● **TO DO**
This task calls for every line of the material to be output verbatim.

● **DATA IN THIS EXERCISE**
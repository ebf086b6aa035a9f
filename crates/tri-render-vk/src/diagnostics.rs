// SPDX-License-Identifier: CEPL-1.0
//! Debug-utils messenger and the sinks it forwards to.

use std::borrow::Cow;
use std::ffi::{c_void, CStr};
use std::fmt;
use std::fs::File;
use std::io::{self, LineWriter, Write};
use std::path::Path;
use std::sync::atomic::{AtomicBool, Ordering};
use std::sync::Mutex;

use ash::ext::debug_utils;
use ash::vk;
use tracing::{debug, error, info, trace, warn};

use crate::error::{RenderResult, VkResultExt};

#[derive(Clone, Copy, Debug, PartialEq, Eq, PartialOrd, Ord)]
pub enum Severity {
    Verbose,
    Info,
    Warning,
    Error,
}

impl Severity {
    pub fn from_vk(flags: vk::DebugUtilsMessageSeverityFlagsEXT) -> Self {
        use vk::DebugUtilsMessageSeverityFlagsEXT as S;
        if flags.contains(S::ERROR) {
            Severity::Error
        } else if flags.contains(S::WARNING) {
            Severity::Warning
        } else if flags.contains(S::INFO) {
            Severity::Info
        } else {
            Severity::Verbose
        }
    }
}

#[derive(Clone, Copy, Debug, PartialEq, Eq)]
pub enum Category {
    General,
    Validation,
    Performance,
    DeviceAddressBinding,
}

impl Category {
    pub fn from_vk(flags: vk::DebugUtilsMessageTypeFlagsEXT) -> Self {
        use vk::DebugUtilsMessageTypeFlagsEXT as T;
        if flags.contains(T::VALIDATION) {
            Category::Validation
        } else if flags.contains(T::PERFORMANCE) {
            Category::Performance
        } else if flags.contains(T::DEVICE_ADDRESS_BINDING) {
            Category::DeviceAddressBinding
        } else {
            Category::General
        }
    }
}

impl fmt::Display for Category {
    fn fmt(&self, f: &mut fmt::Formatter<'_>) -> fmt::Result {
        f.write_str(match self {
            Category::General => "general",
            Category::Validation => "validation",
            Category::Performance => "performance",
            Category::DeviceAddressBinding => "device-address",
        })
    }
}

/// Receives API-reported messages. May be called from driver threads.
pub trait DiagnosticSink: Send + Sync {
    fn record(&self, severity: Severity, category: Category, message: &str);
}

/// Routes messages into `tracing` under the `vulkan` target.
pub struct TracingSink;

impl DiagnosticSink for TracingSink {
    fn record(&self, severity: Severity, category: Category, message: &str) {
        match severity {
            Severity::Error => error!(target: "vulkan", "[{category}] {message}"),
            Severity::Warning => warn!(target: "vulkan", "[{category}] {message}"),
            Severity::Info => debug!(target: "vulkan", "[{category}] {message}"),
            Severity::Verbose => trace!(target: "vulkan", "[{category}] {message}"),
        }
    }
}

/// Appends one line per message to a file, flushed per line.
pub struct FileSink {
    out: Mutex<LineWriter<File>>,
    write_failed: AtomicBool,
}

impl FileSink {
    pub fn create(path: impl AsRef<Path>) -> io::Result<Self> {
        let file = File::create(path.as_ref())?;
        info!("vulkan diagnostics -> {}", path.as_ref().display());
        Ok(Self::from_file(file))
    }

    fn from_file(file: File) -> Self {
        Self {
            out: Mutex::new(LineWriter::new(file)),
            write_failed: AtomicBool::new(false),
        }
    }
}

impl DiagnosticSink for FileSink {
    fn record(&self, severity: Severity, category: Category, message: &str) {
        let Ok(mut out) = self.out.lock() else {
            return;
        };
        // Reported once; a full disk would otherwise flood the log.
        if let Err(e) = writeln!(out, "{severity:?} [{category}] {message}") {
            if !self.write_failed.swap(true, Ordering::Relaxed) {
                warn!("vulkan diagnostics file write failed: {e}");
            }
        }
    }
}

type SinkHandle = Box<dyn DiagnosticSink>;

/// Keeps the sink at a stable heap address for the callback's user pointer.
pub(crate) struct SinkAnchor(Box<SinkHandle>);

impl SinkAnchor {
    pub(crate) fn new(sink: SinkHandle) -> Self {
        Self(Box::new(sink))
    }

    fn user_data(&self) -> *mut c_void {
        let slot: &SinkHandle = &self.0;
        slot as *const SinkHandle as *mut c_void
    }

    /// Create info pointing at this anchor. Also chained into instance
    /// creation so instance create/destroy messages are captured.
    pub(crate) fn create_info(&self) -> vk::DebugUtilsMessengerCreateInfoEXT<'static> {
        vk::DebugUtilsMessengerCreateInfoEXT {
            s_type: vk::StructureType::DEBUG_UTILS_MESSENGER_CREATE_INFO_EXT,
            message_severity: vk::DebugUtilsMessageSeverityFlagsEXT::VERBOSE
                | vk::DebugUtilsMessageSeverityFlagsEXT::INFO
                | vk::DebugUtilsMessageSeverityFlagsEXT::WARNING
                | vk::DebugUtilsMessageSeverityFlagsEXT::ERROR,
            message_type: vk::DebugUtilsMessageTypeFlagsEXT::GENERAL
                | vk::DebugUtilsMessageTypeFlagsEXT::VALIDATION
                | vk::DebugUtilsMessageTypeFlagsEXT::PERFORMANCE,
            pfn_user_callback: Some(debug_callback),
            p_user_data: self.user_data(),
            ..Default::default()
        }
    }
}

unsafe extern "system" fn debug_callback(
    severity: vk::DebugUtilsMessageSeverityFlagsEXT,
    types: vk::DebugUtilsMessageTypeFlagsEXT,
    data: *const vk::DebugUtilsMessengerCallbackDataEXT<'_>,
    user: *mut c_void,
) -> vk::Bool32 {
    if data.is_null() || user.is_null() {
        return vk::FALSE;
    }
    let sink = &*(user as *const SinkHandle);
    let p_message = (*data).p_message;
    let message = if p_message.is_null() {
        Cow::Borrowed("")
    } else {
        CStr::from_ptr(p_message).to_string_lossy()
    };
    sink.record(Severity::from_vk(severity), Category::from_vk(types), &message);
    vk::FALSE
}

/// Registered sink. Dropping it deregisters the callback before the sink
/// itself is released.
pub struct DebugMessenger {
    loader: debug_utils::Instance,
    handle: vk::DebugUtilsMessengerEXT,
    _anchor: SinkAnchor,
}

impl DebugMessenger {
    pub(crate) unsafe fn new(
        entry: &ash::Entry,
        instance: &ash::Instance,
        anchor: SinkAnchor,
    ) -> RenderResult<Self> {
        let loader = debug_utils::Instance::new(entry, instance);
        let ci = anchor.create_info();
        let handle = loader
            .create_debug_utils_messenger(&ci, None)
            .creation("create_debug_utils_messenger")?;
        debug!("debug messenger registered");
        Ok(Self {
            loader,
            handle,
            _anchor: anchor,
        })
    }
}

impl Drop for DebugMessenger {
    fn drop(&mut self) {
        unsafe {
            self.loader
                .destroy_debug_utils_messenger(self.handle, None);
        }
        debug!("debug messenger deregistered");
    }
}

● **TASK RESPONSE**
repository ebf086b6aa035a9f
filename crates/tri-render-vk/src/diagnostics.rs
// SPDX-License-Identifier: CEPL-1.0
//! Debug-utils messenger and the sinks it forwards to.

use std::borrow::Cow;
use std::ffi::{c_void, CStr};
use std::fmt;
use std::fs::File;
use std::io::{self, LineWriter, Write};
use std::path::Path;
use std::sync::atomic::{AtomicBool, Ordering};
use std::sync::Mutex;

use ash::ext::debug_utils;
use ash::vk;
use tracing::{debug, error, info, trace, warn};

use crate::error::{RenderResult, VkResultExt};

#[derive(Clone, Copy, Debug, PartialEq, Eq, PartialOrd, Ord)]
pub enum Severity {
    Verbose,
    Info,
    Warning,
    Error,
}

impl Severity {
    pub fn from_vk(flags: vk::DebugUtilsMessageSeverityFlagsEXT) -> Self {
        use vk::DebugUtilsMessageSeverityFlagsEXT as S;
        if flags.contains(S::ERROR) {
            Severity::Error
        } else if flags.contains(S::WARNING) {
            Severity::Warning
        } else if flags.contains(S::INFO) {
            Severity::Info
        } else {
            Severity::Verbose
        }
    }
}

#[derive(Clone, Copy, Debug, PartialEq, Eq)]
pub enum Category {
    General,
    Validation,
    Performance,
    DeviceAddressBinding,
}

impl Category {
    pub fn from_vk(flags: vk::DebugUtilsMessageTypeFlagsEXT) -> Self {
        use vk::DebugUtilsMessageTypeFlagsEXT as T;
        if flags.contains(T::VALIDATION) {
            Category::Validation
        } else if flags.contains(T::PERFORMANCE) {
            Category::Performance
        } else if flags.contains(T::DEVICE_ADDRESS_BINDING) {
            Category::DeviceAddressBinding
        } else {
            Category::General
        }
    }
}

impl fmt::Display for Category {
    fn fmt(&self, f: &mut fmt::Formatter<'_>) -> fmt::Result {
        f.write_str(match self {
            Category::General => "general",
            Category::Validation => "validation",
            Category::Performance => "performance",
            Category::DeviceAddressBinding => "device-address",
        })
    }
}

/// Receives API-reported messages. May be called from driver threads.
pub trait DiagnosticSink: Send + Sync {
    fn record(&self, severity: Severity, category: Category, message: &str);
}

/// Routes messages into `tracing` under the `vulkan` target.
pub struct TracingSink;

impl DiagnosticSink for TracingSink {
    fn record(&self, severity: Severity, category: Category, message: &str) {
        match severity {
            Severity::Error => error!(target: "vulkan", "[{category}] {message}"),
            Severity::Warning => warn!(target: "vulkan", "[{category}] {message}"),
            Severity::Info => debug!(target: "vulkan", "[{category}] {message}"),
            Severity::Verbose => trace!(target: "vulkan", "[{category}] {message}"),
        }
    }
}

/// Appends one line per message to a file, flushed per line.
pub struct FileSink {
    out: Mutex<LineWriter<File>>,
    write_failed: AtomicBool,
}

impl FileSink {
    pub fn create(path: impl AsRef<Path>) -> io::Result<Self> {
        let file = File::create(path.as_ref())?;
        info!("vulkan diagnostics -> {}", path.as_ref().display());
        Ok(Self::from_file(file))
    }

    fn from_file(file: File) -> Self {
        Self {
            out: Mutex::new(LineWriter::new(file)),
            write_failed: AtomicBool::new(false),
        }
    }
}

impl DiagnosticSink for FileSink {
    fn record(&self, severity: Severity, category: Category, message: &str) {
        let Ok(mut out) = self.out.lock() else {
            return;
        };
        // Reported once; a full disk would otherwise flood the log.
        if let Err(e) = writeln!(out, "{severity:?} [{category}] {message}") {
            if !self.write_failed.swap(true, Ordering::Relaxed) {
                warn!("vulkan diagnostics file write failed: {e}");
            }
        }
    }
}

type SinkHandle = Box<dyn DiagnosticSink>;

/// Keeps the sink at a stable heap address for the callback's user pointer.
pub(crate) struct SinkAnchor(Box<SinkHandle>);

impl SinkAnchor {
    pub(crate) fn new(sink: SinkHandle) -> Self {
        Self(Box::new(sink))
    }

    fn user_data(&self) -> *mut c_void {
        let slot: &SinkHandle = &self.0;
        slot as *const SinkHandle as *mut c_void
    }

    /// Create info pointing at this anchor. Also chained into instance
    /// creation so instance create/destroy messages are captured.
    pub(crate) fn create_info(&self) -> vk::DebugUtilsMessengerCreateInfoEXT<'static> {
        vk::DebugUtilsMessengerCreateInfoEXT {
            s_type: vk::StructureType::DEBUG_UTILS_MESSENGER_CREATE_INFO_EXT,
            message_severity: vk::DebugUtilsMessageSeverityFlagsEXT::VERBOSE
                | vk::DebugUtilsMessageSeverityFlagsEXT::INFO
                | vk::DebugUtilsMessageSeverityFlagsEXT::WARNING
                | vk::DebugUtilsMessageSeverityFlagsEXT::ERROR,
            message_type: vk::DebugUtilsMessageTypeFlagsEXT::GENERAL
                | vk::DebugUtilsMessageTypeFlagsEXT::VALIDATION
                | vk::DebugUtilsMessageTypeFlagsEXT::PERFORMANCE,
            pfn_user_callback: Some(debug_callback),
            p_user_data: self.user_data(),
            ..Default::default()
        }
    }
}

unsafe extern "system" fn debug_callback(
    severity: vk::DebugUtilsMessageSeverityFlagsEXT,
    types: vk::DebugUtilsMessageTypeFlagsEXT,
    data: *const vk::DebugUtilsMessengerCallbackDataEXT<'_>,
    user: *mut c_void,
) -> vk::Bool32 {
    if data.is_null() || user.is_null() {
        return vk::FALSE;
    }
    let sink = &*(user as *const SinkHandle);
    let p_message = (*data).p_message;
    let message = if p_message.is_null() {
        Cow::Borrowed("")
    } else {
        CStr::from_ptr(p_message).to_string_lossy()
    };
    sink.record(Severity::from_vk(severity), Category::from_vk(types), &message);
    vk::FALSE
}

/// Registered sink. Dropping it deregisters the callback before the sink
/// itself is released.
pub struct DebugMessenger {
    loader: debug_utils::Instance,
    handle: vk::DebugUtilsMessengerEXT,
    _anchor: SinkAnchor,
}

impl DebugMessenger {
    pub(crate) unsafe fn new(
        entry: &ash::Entry,
        instance: &ash::Instance,
        anchor: SinkAnchor,
    ) -> RenderResult<Self> {
        let loader = debug_utils::Instance::new(entry, instance);
        let ci = anchor.create_info();
        let handle = loader
            .create_debug_utils_messenger(&ci, None)
            .creation("create_debug_utils_messenger")?;
        debug!("debug messenger registered");
        Ok(Self {
            loader,
            handle,
            _anchor: anchor,
        })
    }
}

impl Drop for DebugMessenger {
    fn drop(&mut self) {
        unsafe {
            self.loader
                .destroy_debug_utils_messenger(self.handle, None);
        }
        debug!("debug messenger deregistered");
    }
}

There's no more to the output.